Subsistence and Commercial Activities. Subsistence is derived indirectly by purchases with cash from seasonal wage labor and from the sale of raw sugar, coffee, or other cash crops, and directly from production of maize, fruits, firewood, plant-derived medicines, and construction materials. The basic diet of tortillas and beans is supplemented by fruits, wild greens, garden foods, and occasional small game. Most of the maize and beans are purchased with cash. The Wasteko agro-ecosystem is a fluid mosaic of several resource zones, including permanent planted fields (primarily sugarcane or henequen), periodically planted fields (for maize production and gardens), fallows in various stages of forest regeneration, orchards, dooryards, permanent forests, and streams. The Wasteko use a short-fallow version of the Mesoamerican swidden system known as "milpa." This system produces sufficient firewood from the regenerating forest in fallows but insufficient maize to meet subsistence needs. Approximately 25 percent of an average San Luis Potosí Wasteko community's land is under forest, 50 percent in fallow-milpa cycled land, and 25 percent in sugarcane. Coffee is grown under native forest.

Industrial Arts and Trade. Raw sugar is produced as a cottage industry. Cane is harvested by hand and put through an animal-powered press to extract the juice. The juice is then boiled in a large open vat until it reaches the sugaring stage, when it is poured into small pottery molds. The unmolded raw sugar is sold to mestizo traders or to cooperatives. Other trade is limited to small-scale selling at weekly markets or church-festival events. Women make pocket money by selling piglets, chickens, eggs, fruit, garden produce, cooked food, small amounts of ground coffee, and embroidered cloths.
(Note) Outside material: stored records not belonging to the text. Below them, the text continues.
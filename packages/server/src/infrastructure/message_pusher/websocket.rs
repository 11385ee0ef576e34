//! WebSocket を使った MessagePusher 実装
//!
//! ## 責務
//!
//! - Connection Registry と Room Membership Index をひとつのロックの下で管理
//! - クライアントへのイベント送信（push_to, broadcast_room）
//!
//! ## 設計ノート
//!
//! WebSocket の生成は UI 層（`ui/handler/websocket.rs`）で行われます。
//! この実装は生成された `UnboundedSender` を受け取り、メッセージ送信に使用します。
//! 送信はベストエフォートで、送信に失敗したソケットはスキップされます。

use async_trait::async_trait;
use tokio::sync::Mutex;

use crate::{
    domain::{
        ChamaId, Connection, ConnectionId, MessagePushError, MessagePusher, ServerEvent, UserId,
    },
    infrastructure::dto::encode_event,
};

use super::{registry::ConnectionRegistry, room_index::RoomMembershipIndex};

#[derive(Debug, Default)]
struct Connections {
    registry: ConnectionRegistry,
    rooms: RoomMembershipIndex,
}

/// Point-in-time copy of the live connection state.
#[derive(Debug, Clone, PartialEq, Eq, Default)]
pub struct ConnectionsSnapshot {
    pub registry: Vec<(UserId, ConnectionId)>,
    pub rooms: Vec<(ChamaId, Vec<ConnectionId>)>,
}

/// Live connection state of one server instance.
///
/// ## 使用例
///
/// ```ignore
/// let manager = Arc::new(ConnectionManager::new());
/// manager.register_client(user_id, connection).await;
/// manager.push_to(user_id, &ServerEvent::AuthSuccess { user_id }).await?;
/// ```
#[derive(Debug, Default)]
pub struct ConnectionManager {
    connections: Mutex<Connections>,
}

impl ConnectionManager {
    pub fn new() -> Self {
        Self::default()
    }

    pub async fn snapshot(&self) -> ConnectionsSnapshot {
        let connections = self.connections.lock().await;
        ConnectionsSnapshot {
            registry: connections.registry.entries(),
            rooms: connections.rooms.entries(),
        }
    }

    fn encode(event: &ServerEvent) -> Result<String, MessagePushError> {
        encode_event(event).map_err(|e| MessagePushError::PushFailed(e.to_string()))
    }
}

#[async_trait]
impl MessagePusher for ConnectionManager {
    async fn register_client(
        &self,
        user_id: UserId,
        connection: Connection,
    ) -> Option<ConnectionId> {
        let mut connections = self.connections.lock().await;
        let replaced = connections.registry.register(user_id, connection);
        if let Some(previous) = &replaced {
            tracing::warn!(
                user_id = %user_id,
                replaced_connection = %previous.id,
                "User authenticated on a new connection; replacing registry entry"
            );
        }
        tracing::debug!(user_id = %user_id, "Client registered to ConnectionManager");
        replaced.map(|previous| previous.id)
    }

    async fn unregister_client(&self, connection_id: ConnectionId) {
        let mut connections = self.connections.lock().await;
        let user_id = connections.registry.remove_connection(connection_id);
        let chama_id = connections.rooms.leave_current(connection_id);
        tracing::debug!(
            connection_id = %connection_id,
            user_id = ?user_id.map(|id| id.value()),
            chama_id = ?chama_id.map(|id| id.value()),
            "Connection unregistered from ConnectionManager"
        );
    }

    async fn join_room(
        &self,
        chama_id: ChamaId,
        user_id: UserId,
        connection: Connection,
    ) -> Option<ChamaId> {
        let mut connections = self.connections.lock().await;
        connections.rooms.join(chama_id, user_id, connection)
    }

    async fn push_to(&self, user_id: UserId, event: &ServerEvent) -> Result<(), MessagePushError> {
        let payload = Self::encode(event)?;
        let connections = self.connections.lock().await;

        let connection = connections
            .registry
            .lookup(user_id)
            .ok_or(MessagePushError::ClientNotFound(user_id.value()))?;
        connection
            .sender
            .send(payload)
            .map_err(|e| MessagePushError::PushFailed(e.to_string()))?;
        tracing::debug!(user_id = %user_id, "Pushed event to client");
        Ok(())
    }

    async fn broadcast_room(&self, chama_id: ChamaId, event: &ServerEvent) -> usize {
        let payload = match Self::encode(event) {
            Ok(payload) => payload,
            Err(e) => {
                tracing::error!(chama_id = %chama_id, error = %e, "Failed to encode room event");
                return 0;
            }
        };
        let connections = self.connections.lock().await;

        let mut delivered = 0;
        for subscriber in connections.rooms.members(chama_id) {
            // 一部の送信失敗を許容
            match subscriber.connection.sender.send(payload.clone()) {
                Ok(()) => delivered += 1,
                Err(e) => tracing::warn!(
                    chama_id = %chama_id,
                    user_id = %subscriber.user_id,
                    error = %e,
                    "Failed to push room event, skipping"
                ),
            }
        }
        tracing::debug!(chama_id = %chama_id, delivered, "Broadcasted room event");
        delivered
    }

    async fn online_members(&self, chama_id: ChamaId) -> Vec<UserId> {
        let connections = self.connections.lock().await;
        let mut user_ids: Vec<UserId> = connections
            .rooms
            .members(chama_id)
            .into_iter()
            .map(|subscriber| subscriber.user_id)
            .collect();
        user_ids.sort();
        user_ids.dedup();
        user_ids
    }
}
A few men in any given community are specialists in the repair of tools, radios, or tape recorders. Some work as barbers. The Wasteko construct their own houses, weave cloth on backstrap looms, and produce pottery and clay votive figures for personal use.
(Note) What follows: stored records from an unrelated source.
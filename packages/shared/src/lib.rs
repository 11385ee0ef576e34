//! Shared utilities for the Tujifund chat packages.

pub mod logger;
pub mod time;
//! UseCase: チャマのオンラインメンバー取得

use std::sync::Arc;

use crate::domain::{ChamaId, MessagePusher, UserId};

/// オンラインメンバー取得のユースケース
pub struct GetOnlineMembersUseCase {
    message_pusher: Arc<dyn MessagePusher>,
}

impl GetOnlineMembersUseCase {
    pub fn new(message_pusher: Arc<dyn MessagePusher>) -> Self {
        Self { message_pusher }
    }

    /// ライブルームに参加中のユーザー ID（昇順、重複なし）
    pub async fn execute(&self, chama_id: ChamaId) -> Vec<UserId> {
        self.message_pusher.online_members(chama_id).await
    }
}
//! Repository trait 定義
//!
//! メッセージングコアが必要とする永続化層（ストレージ協調者）のインターフェース。
//! 具体的な実装は Infrastructure 層が提供します（依存性の逆転）。

use async_trait::async_trait;

use super::{
    entity::{Chama, ChamaMember, ChatMessage, NewMessage, User},
    error::RepositoryError,
    value_object::{ChamaId, MessageId, UserId},
};

/// Chat Repository trait
///
/// UseCase 層はこの trait に依存し、Infrastructure 層の具体的な実装には依存しない。
/// 参照系は存在しない場合に `Ok(None)` を返し、`Err` はストレージ障害のみを表す。
#[cfg_attr(test, mockall::automock)]
#[async_trait]
pub trait ChatRepository: Send + Sync {
    /// ユーザーを取得
    async fn get_user(&self, id: UserId) -> Result<Option<User>, RepositoryError>;

    /// チャマを取得
    async fn get_chama(&self, id: ChamaId) -> Result<Option<Chama>, RepositoryError>;

    /// チャマのメンバーシップを取得
    async fn get_chama_member(
        &self,
        chama_id: ChamaId,
        user_id: UserId,
    ) -> Result<Option<ChamaMember>, RepositoryError>;

    /// メッセージを作成（ID と送信時刻はストレージが採番する）
    async fn create_message(&self, message: NewMessage) -> Result<ChatMessage, RepositoryError>;

    /// メッセージを取得
    async fn get_message(&self, id: MessageId) -> Result<Option<ChatMessage>, RepositoryError>;

    /// メッセージを既読にする
    ///
    /// 未読から既読へ切り替えたのがこの呼び出しなら `true`、既に既読なら `false`。
    /// 判定と更新は不可分に行われる。
    async fn mark_message_read(&self, id: MessageId) -> Result<bool, RepositoryError>;
}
Division of Labor. Women are responsible for cooking, cleaning, laundry, child care, caring for domestic livestock, and gathering firewood. They also bear the primary responsibility for carrying water from wells or springs for household use, a task that can become onerous in the dry season, when even the nearest source of stagnant or polluted water may be as far as several kilometers away. In mountainous areas, women often have to climb down into caves to find a source of water. Men clear and plant fields for milpas, cut sugarcane and henequen for processing, and build houses. Both sexes weed and harvest crops, process sugar, and weave henequen bags for sale. Children assist adults from an early age. The division of labor is not rigid; a man may take on household responsibilities if a woman is ill or if he has free time.
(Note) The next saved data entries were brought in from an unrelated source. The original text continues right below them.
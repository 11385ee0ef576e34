//! UseCase: 既読処理
//!
//! 既読にできるのはダイレクトメッセージの受信者、またはチャマメッセージの
//! 場合はそのチャマの現在のメンバー（毎回ストレージから取得し直す）のみ。
//! 既読化に成功すると、元の送信者が接続中なら `message_read` を通知する。
//!
//! ### どのような状況を想定しているか
//! - 正常系：受信者による既読と送信者への通知
//! - 異常系：存在しないメッセージ、権限のないユーザー
//! - エッジケース：既読済みメッセージの再既読（成功、再通知なし）

use std::sync::Arc;

use crate::domain::{
    AuthenticatedSession, ChatMessage, ChatRepository, MessageId, MessagePushError,
    MessagePusher, Recipient, ServerEvent,
};

use super::error::ChatError;

/// 既読のユースケース
pub struct MarkReadUseCase {
    repository: Arc<dyn ChatRepository>,
    message_pusher: Arc<dyn MessagePusher>,
}

impl MarkReadUseCase {
    pub fn new(
        repository: Arc<dyn ChatRepository>,
        message_pusher: Arc<dyn MessagePusher>,
    ) -> Self {
        Self {
            repository,
            message_pusher,
        }
    }

    /// 既読を実行
    ///
    /// # Returns
    ///
    /// * `Ok(())` - 既読化成功（既読済みの場合も成功）
    /// * `Err(ChatError)` - `MessageNotFound` / `NotAuthorizedToMarkRead`
    pub async fn execute(
        &self,
        session: &AuthenticatedSession,
        message_id: MessageId,
    ) -> Result<(), ChatError> {
        let message = self
            .repository
            .get_message(message_id)
            .await?
            .ok_or(ChatError::MessageNotFound)?;

        self.authorize(session, &message).await?;

        // Only the call that flips the flag notifies the sender
        if !self.repository.mark_message_read(message_id).await? {
            tracing::debug!(message_id = %message_id, "Message already read");
            return Ok(());
        }

        let event = ServerEvent::MessageRead {
            message_id,
            read_by: session.user_id(),
        };
        match self.message_pusher.push_to(message.sender_id, &event).await {
            Ok(()) | Err(MessagePushError::ClientNotFound(_)) => {}
            Err(e) => tracing::warn!(
                message_id = %message_id,
                sender_id = %message.sender_id,
                error = %e,
                "Failed to deliver read receipt"
            ),
        }

        Ok(())
    }

    async fn authorize(
        &self,
        session: &AuthenticatedSession,
        message: &ChatMessage,
    ) -> Result<(), ChatError> {
        let allowed = match message.recipient {
            Recipient::User(receiver_id) => receiver_id == session.user_id(),
            Recipient::Chama(chama_id) => self
                .repository
                .get_chama_member(chama_id, session.user_id())
                .await?
                .is_some(),
        };
        if allowed {
            Ok(())
        } else {
            Err(ChatError::NotAuthorizedToMarkRead)
        }
    }
}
Land Tenure. Wasteko land rights were lost in the late 1800s, when federal laws eliminated indigenous peoples' communal-property rights. After the Mexican Revolution, the 1917 Constitution recognized community ownership of land under Article 27 in the form of ejidos and comunidades. Ejidos were granted to groups of people who petitioned for access to resources to which they had had no prior claim. Comunidades are preexisting corporate entities, whose rights were recognized if their members could demonstrate prior, longstanding, community-based use of the land and waters. Because it was easier to establish rights to ejidos, the Wasteko claimed property in both ways. In either case, the community is the primary allocator and enforcer of local rights to resources within its boundaries, and it regulates both inheritance and membership. The corporate group's cultural and social integrity reinforces a unified approach to management decisions. Communities can grant to individual households the rights to manage and benefit from long-term, private access to specific community resources. Thus, each household owns, operates, and passes on inheritance rights to its own farmstead within the borders of the comunidad or ejido, but it cannot sell or rent community lands outside the community. Some Wasteko own small plots of individually titled property ( parcelas particulares ). Households share the rights to harvest their crops or use their land with poorer community members and kin to ensure that the subsistence needs of all are met.